--- Material for this task Enclosed Below ---
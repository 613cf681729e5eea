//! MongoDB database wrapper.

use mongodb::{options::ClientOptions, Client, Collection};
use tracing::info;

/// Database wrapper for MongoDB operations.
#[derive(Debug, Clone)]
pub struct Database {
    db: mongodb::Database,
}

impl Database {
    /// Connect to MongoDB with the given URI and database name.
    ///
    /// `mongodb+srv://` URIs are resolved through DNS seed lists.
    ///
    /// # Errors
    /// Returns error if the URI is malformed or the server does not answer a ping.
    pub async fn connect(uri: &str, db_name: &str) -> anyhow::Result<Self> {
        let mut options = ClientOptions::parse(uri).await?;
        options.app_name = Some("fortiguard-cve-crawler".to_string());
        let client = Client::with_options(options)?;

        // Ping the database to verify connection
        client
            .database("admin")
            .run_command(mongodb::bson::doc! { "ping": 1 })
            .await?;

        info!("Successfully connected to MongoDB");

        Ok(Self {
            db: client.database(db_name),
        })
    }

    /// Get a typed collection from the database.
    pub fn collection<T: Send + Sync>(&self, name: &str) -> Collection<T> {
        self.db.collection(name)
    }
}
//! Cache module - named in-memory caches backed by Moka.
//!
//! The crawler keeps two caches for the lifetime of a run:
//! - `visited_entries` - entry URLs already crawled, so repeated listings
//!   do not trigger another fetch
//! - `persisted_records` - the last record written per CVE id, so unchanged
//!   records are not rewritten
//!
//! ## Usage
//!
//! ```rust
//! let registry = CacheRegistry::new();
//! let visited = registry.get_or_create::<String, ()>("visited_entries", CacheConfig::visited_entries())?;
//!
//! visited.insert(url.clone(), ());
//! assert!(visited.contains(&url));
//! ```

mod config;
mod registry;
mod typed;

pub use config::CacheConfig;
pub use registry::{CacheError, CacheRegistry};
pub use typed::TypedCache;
--- End of Enclosed Material for this task ---
__What to produce__. Beginning with the first line of the listing above, please write out every line exactly until you reach the line that contains "mod config;", and include that one too.

__Answer to this task__.
repository 613cf681729e5eea
//! MongoDB database wrapper.

use mongodb::{options::ClientOptions, Client, Collection};
use tracing::info;

/// Database wrapper for MongoDB operations.
#[derive(Debug, Clone)]
pub struct Database {
    db: mongodb::Database,
}

impl Database {
    /// Connect to MongoDB with the given URI and database name.
    ///
    /// `mongodb+srv://` URIs are resolved through DNS seed lists.
    ///
    /// # Errors
    /// Returns error if the URI is malformed or the server does not answer a ping.
    pub async fn connect(uri: &str, db_name: &str) -> anyhow::Result<Self> {
        let mut options = ClientOptions::parse(uri).await?;
        options.app_name = Some("fortiguard-cve-crawler".to_string());
        let client = Client::with_options(options)?;

        // Ping the database to verify connection
        client
            .database("admin")
            .run_command(mongodb::bson::doc! { "ping": 1 })
            .await?;

        info!("Successfully connected to MongoDB");

        Ok(Self {
            db: client.database(db_name),
        })
    }

    /// Get a typed collection from the database.
    pub fn collection<T: Send + Sync>(&self, name: &str) -> Collection<T> {
        self.db.collection(name)
    }
}
//! Cache module - named in-memory caches backed by Moka.
//!
//! The crawler keeps two caches for the lifetime of a run:
//! - `visited_entries` - entry URLs already crawled, so repeated listings
//!   do not trigger another fetch
//! - `persisted_records` - the last record written per CVE id, so unchanged
//!   records are not rewritten
//!
//! ## Usage
//!
//! ```rust
//! let registry = CacheRegistry::new();
//! let visited = registry.get_or_create::<String, ()>("visited_entries", CacheConfig::visited_entries())?;
//!
//! visited.insert(url.clone(), ());
//! assert!(visited.contains(&url));
//! ```

mod config;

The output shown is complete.